I have a csv, which I read using pandas and created a dataframe. The dataframe looks like this:
description title
lorem ipsum A
ipsum lorem A
dolor sit amet C
amet sit dolor B
It has 1034 rows and 2 columns
Now I want to remove all the rows with duplicate titles from the dataframe and have the dataframe like this:
description title
lorem ipsum A
dolor sit amet C
amet sit dolor B
I found a solution which says to remove duplicates using drop_duplicates()
. In my scenerio I did:
df.drop_duplicates('title', inplace = True)
When I print df
it still shows 1034 rows, but at the end it displays [967 x 2], which means it has 967 rows and it did remove duplicates. Even doing df.shape tells me the same thing. But when I print or iterate over it seems to not work. In-fact even print length of particular column gives me 967. Example: print len(df['title'])
gives me 967
. Is it just that the dataframe indices are numbered the same? Or it really still has 1034 rows?
What could be the issue?
I am attaching my code:
df = pd.read_csv('latestdata.csv', sep='\t')

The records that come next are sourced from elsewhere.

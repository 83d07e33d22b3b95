//! Outbound e-mail port.

use async_trait::async_trait;

use crate::error::DomainError;

#[cfg_attr(any(test, feature = "mock"), mockall::automock)]
#[async_trait]
pub trait Mailer: Send + Sync {
    async fn send(&self, to: &str, subject: &str, body: &str) -> Result<(), DomainError>;
}
//! HTTP handlers, one module per area

pub mod auth;
pub mod calendar;
pub mod contacts;
pub mod health;
pub mod notifications;
pub mod payroll;
pub mod products;
pub mod projects;
pub mod pto;
pub mod staff;
pub mod tax_documents;

use axum::{http::StatusCode, Json};
use serde::Serialize;

use crate::error::ApiError;
use crate::response::ApiResponse;

pub type ApiResult<T> = Result<Json<ApiResponse<T>>, ApiError>;
pub type Created<T> = Result<(StatusCode, Json<ApiResponse<T>>), ApiError>;

pub(crate) fn ok<T: Serialize>(data: T) -> ApiResult<T> {
    Ok(Json(ApiResponse::success(data)))
}

pub(crate) fn created<T: Serialize>(data: T) -> Created<T> {
    Ok((StatusCode::CREATED, Json(ApiResponse::success(data))))
}
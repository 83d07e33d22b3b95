//! Domain errors

use thiserror::Error;

#[derive(Error, Debug)]
pub enum DomainError {
    #[error("{entity} not found")]
    NotFound { entity: &'static str },

    #[error("Conflict: {0}")]
    Conflict(String),

    #[error("Validation error: {0}")]
    Validation(String),

    #[error("Invalid state: {0}")]
    InvalidState(String),

    #[error("Invalid credentials")]
    InvalidCredentials,

    #[error("Forbidden: {0}")]
    Forbidden(String),

    #[error("Tenant not active")]
    TenantNotActive,

    #[error("External service error ({service}): {message}")]
    ExternalService { service: &'static str, message: String },

    #[error("Database error: {0}")]
    DatabaseError(String),

    #[error("Internal error: {0}")]
    InternalError(String),
}

impl DomainError {
    pub fn not_found(entity: &'static str) -> Self {
        DomainError::NotFound { entity }
    }

    pub fn external(service: &'static str, message: impl Into<String>) -> Self {
        DomainError::ExternalService {
            service,
            message: message.into(),
        }
    }
}

impl From<validator::ValidationErrors> for DomainError {
    fn from(errors: validator::ValidationErrors) -> Self {
        DomainError::Validation(errors.to_string())
    }
}
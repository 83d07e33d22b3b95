// ============================================================================
// BizDesk Core - Tenant Entity
// File: crates/bizdesk-core/src/domain/tenant.rs
// Description: Customer organization; every other row is scoped to one
// ============================================================================

use chrono::{DateTime, Utc};
use serde::{Deserialize, Serialize};
use uuid::Uuid;
use validator::Validate;

#[derive(Debug, Clone, Serialize, Deserialize, Validate)]
pub struct Tenant {
    pub id: Uuid,

    #[validate(length(min = 2, max = 100, message = "Tenant name must be between 2 and 100 characters"))]
    pub name: String,

    #[validate(length(min = 2, max = 100, message = "Slug must be between 2 and 100 characters"))]
    pub slug: String,

    /// Company RUT, canonical form.
    pub rut: Option<String>,

    pub is_active: bool,

    // Audit fields
    pub created_at: DateTime<Utc>,
    pub updated_at: DateTime<Utc>,
    pub is_deleted: bool,
    pub deleted_at: Option<DateTime<Utc>>,
}

impl Tenant {
    pub fn new(
        name: String,
        slug: String,
        rut: Option<String>,
    ) -> Result<Self, validator::ValidationErrors> {
        let now = Utc::now();
        let tenant = Self {
            id: Uuid::new_v4(),
            name: name.trim().to_string(),
            slug: slug.trim().to_lowercase(),
            rut,
            is_active: true,
            created_at: now,
            updated_at: now,
            is_deleted: false,
            deleted_at: None,
        };

        tenant.validate()?;
        Ok(tenant)
    }

    /// Inactive or deleted tenants cannot be used.
    pub fn is_usable(&self) -> bool {
        self.is_active && !self.is_deleted
    }

    pub fn soft_delete(&mut self) {
        let now = Utc::now();
        self.is_deleted = true;
        self.deleted_at = Some(now);
        self.is_active = false;
        self.updated_at = now;
    }
}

df.drop_duplicates('title', inplace=True)
print df
The drop duplicates works fine. Your code is fine. Here is the explanation as to what's happening. When you create a pandas dataframe and do not specify an index , pandas indexes the rows on it's own, a simple increasing integer value.
When you drop the duplicates, all indices which are duplicates are dropped. Do the following if you want to reset your index:
df.reset_index(inplace=True)
And your dataframe will get re-indexed and you will see the last index to be 967 when you print your df.